¿Necesita el Perú menos municipalidades para prestar mejores servicios?
El Perú tiene 196 municipalidades provinciales y 1,695 distritales. Sin embargo, la población está distribuida de manera muy desigual: más de la mitad de los municipios tiene menos de 5,000 habitantes, 607 tienen menos de 2,000 y apenas 184 concentran el 70% de la población nacional.
Esta fragmentación plantea una pregunta sobre la escala del Estado local: ¿todos los distritos cuentan con suficientes recursos y capacidades para funcionar como gobiernos independientes y prestar servicios de calidad?
Una administración distinta cada pocas cuadras
La división municipal implica que cada gobierno local mantenga su propia estructura administrativa, procedimientos y sistemas. Para ciudadanos y empresas que operan en varios distritos, esto puede significar plataformas, canales de atención y criterios de fiscalización diferentes.
El problema también aparece en la infraestructura. Una avenida que atraviesa varios distritos puede requerir que cada municipalidad prepare expedientes, contrate obras, movilice maquinaria y supervise por separado. El resultado puede ser una misma vía con distintos estándares de mantenimiento según el distrito por el que atraviesa.

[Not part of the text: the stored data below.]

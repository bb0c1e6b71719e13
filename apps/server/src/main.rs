use std::net::SocketAddr;
use std::sync::Arc;

use axum::http::{header, Method};
use hearth_server::catalog::RemoteCatalog;
use hearth_server::config::Config;
use hearth_server::library::MemoryLibrary;
use hearth_server::middleware::SESSION_HEADER;
use hearth_server::{app, AppState, SessionManager};
use hearth_task_processor::jobs::{OnlineRefreshSchedule, RescanDirectoryTask};
use hearth_task_processor::TaskProcessor;
use hearth_timer::IntervalTimer;
use tower_http::cors::CorsLayer;
use tracing_subscriber::{layer::SubscriberExt, util::SubscriberInitExt};

/// Build the CORS layer based on configuration.
///
/// In production mode:
/// - If `CORS_ORIGINS` is set, only those origins are allowed
/// - If `CORS_ORIGINS` is not set, CORS requests are rejected
///
/// In development mode:
/// - If `CORS_ORIGINS` is set, those origins are used
/// - If `CORS_ORIGINS` is not set, permissive CORS is used
fn build_cors_layer(config: &Config) -> CorsLayer {
    match &config.cors_allowed_origins {
        Some(origins) if !origins.is_empty() => {
            let allowed_origins: Vec<_> = origins
                .iter()
                .filter_map(|origin| {
                    origin.parse().ok().or_else(|| {
                        tracing::warn!("Invalid CORS origin '{}', skipping", origin);
                        None
                    })
                })
                .collect();

            if allowed_origins.is_empty() {
                tracing::error!("No valid CORS origins configured, CORS requests will be rejected");
                return CorsLayer::new();
            }

            tracing::info!(
                "CORS configured with {} allowed origin(s): {:?}",
                allowed_origins.len(),
                origins
            );
            CorsLayer::new()
                .allow_origin(allowed_origins)
                .allow_methods([Method::GET, Method::POST, Method::DELETE, Method::OPTIONS])
                .allow_headers([header::CONTENT_TYPE, header::ACCEPT, SESSION_HEADER.clone()])
                .max_age(std::time::Duration::from_secs(3600))
        }
        _ if config.is_production() => {
            tracing::warn!(
                "CORS_ORIGINS not configured in production mode. \
                 CORS requests will be rejected."
            );
            CorsLayer::new()
        }
        _ => {
            tracing::warn!("Using permissive CORS in development mode");
            CorsLayer::permissive()
        }
    }
}

async fn shutdown_signal() {
    if let Err(e) = tokio::signal::ctrl_c().await {
        tracing::error!(error = %e, "Failed to listen for shutdown signal");
        std::future::pending::<()>().await;
    }
    tracing::info!("Shutdown signal received");
}

#[tokio::main]
async fn main() -> anyhow::Result<()> {
    // Initialize tracing
    tracing_subscriber::registry()
        .with(
            tracing_subscriber::EnvFilter::try_from_default_env().unwrap_or_else(|_| {
                "hearth_server=debug,hearth_task_processor=debug,tower_http=debug".into()
            }),
        )
        .with(tracing_subscriber::fmt::layer())
        .init();

    // Load environment variables
    dotenvy::dotenv().ok();

    let config = Config::from_env()?;
    tracing::info!(
        port = config.port,
        environment = %config.environment(),
        library = %config.common.media_library_path.display(),
        "Starting Hearth server"
    );
    tracing::debug!(ui = ?config.ui, "UI configuration");

    let timer = Arc::new(IntervalTimer::current());
    let sessions = SessionManager::new(timer.clone(), &config.ui);
    let processor = TaskProcessor::start();
    let library = Arc::new(MemoryLibrary::new());

    let media_root = config.common.media_library_path.clone();
    if media_root.is_dir() {
        let id = processor.add_task(
            RescanDirectoryTask::new(
                media_root.clone(),
                library.clone(),
                Arc::new(sessions.clone()),
            )
            .non_cancellable(),
        );
        tracing::info!(task_id = %id, "Initial library scan queued");
    } else {
        tracing::warn!(
            path = %media_root.display(),
            "Media library path is not a directory, skipping initial scan"
        );
    }

    let catalog_schedule = match &config.catalog {
        Some(catalog) => {
            let service = RemoteCatalog::new("catalog", catalog.url.as_str(), library.clone())?
                .every(catalog.refresh_interval());
            let schedule = OnlineRefreshSchedule::new(
                processor.clone(),
                Arc::new(service),
                Arc::new(sessions.clone()),
                timer.clone(),
            );
            let scheduled = schedule.start();
            let id = schedule.refresh_now(false);
            tracing::info!(task_id = %id, scheduled, "Initial catalog refresh queued");
            Some(schedule)
        }
        None => None,
    };

    let state = AppState::new(sessions, processor.clone(), library, media_root);
    let router = app(state).layer(build_cors_layer(&config));

    let addr = SocketAddr::from(([0, 0, 0, 0], config.port));
    let listener = tokio::net::TcpListener::bind(addr).await?;
    tracing::info!("Listening on {}", addr);

    axum::serve(listener, router)
        .with_graceful_shutdown(shutdown_signal())
        .await?;

    if let Some(schedule) = &catalog_schedule {
        schedule.stop();
    }
    tracing::info!(pending = processor.queue_len(), "Waiting for background tasks");
    processor.shutdown().await;
    timer.shutdown();

    tracing::info!("Hearth server stopped");
    Ok(())
}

Algo similar ocurre con agua, saneamiento y desarrollo urbano: la infraestructura funciona a escala metropolitana, pero su ejecución puede requerir coordinación entre distintas autoridades.
Descentralización sin suficientes capacidades
La descentralización buscó acercar las decisiones públicas al ciudadano. Desde 2002, el Estado transfirió progresivamente funciones hacia gobiernos regionales y locales, proceso que se aceleró desde 2007.
Sin embargo, parte de esas responsabilidades fue transferida sin que existieran previamente todas las capacidades necesarias para asumirlas. Para 2009, el 39% de las transferencias se había realizado bajo la modalidad de “competencias a desarrollar”, según un estudio de la OCDE.
El resultado fue una combinación compleja: más responsabilidades locales, capacidades técnicas limitadas y competencias que no siempre quedaron claramente delimitadas entre los distintos niveles de gobierno.
¿Fusionar distritos?
Una alternativa que podría entrar en discusión es la integración de municipios vecinos. El Perú ya cuenta con la Ley 29021, que regula la promoción para la fusión de municipios distritales.
Una reforma de este tipo requeriría determinar qué distritos podrían integrarse considerando población, continuidad territorial, recursos, capacidad fiscal y condiciones geográficas. También tendría que cuantificarse cuánto cuesta actualmente mantener estructuras administrativas separadas.
El objetivo, sin embargo, no debería limitarse a reducir el número de municipalidades. La pregunta central es si gobiernos locales con mayor escala podrían compartir equipos técnicos, estandarizar trámites, reducir estructuras duplicadas y ejecutar proyectos de mayor alcance.
Para los contribuyentes, el debate finalmente pasa por determinar qué organización territorial permite mantener al Estado cerca del ciudadano sin multiplicar burocracias que no necesariamente se traducen en mejores servicios.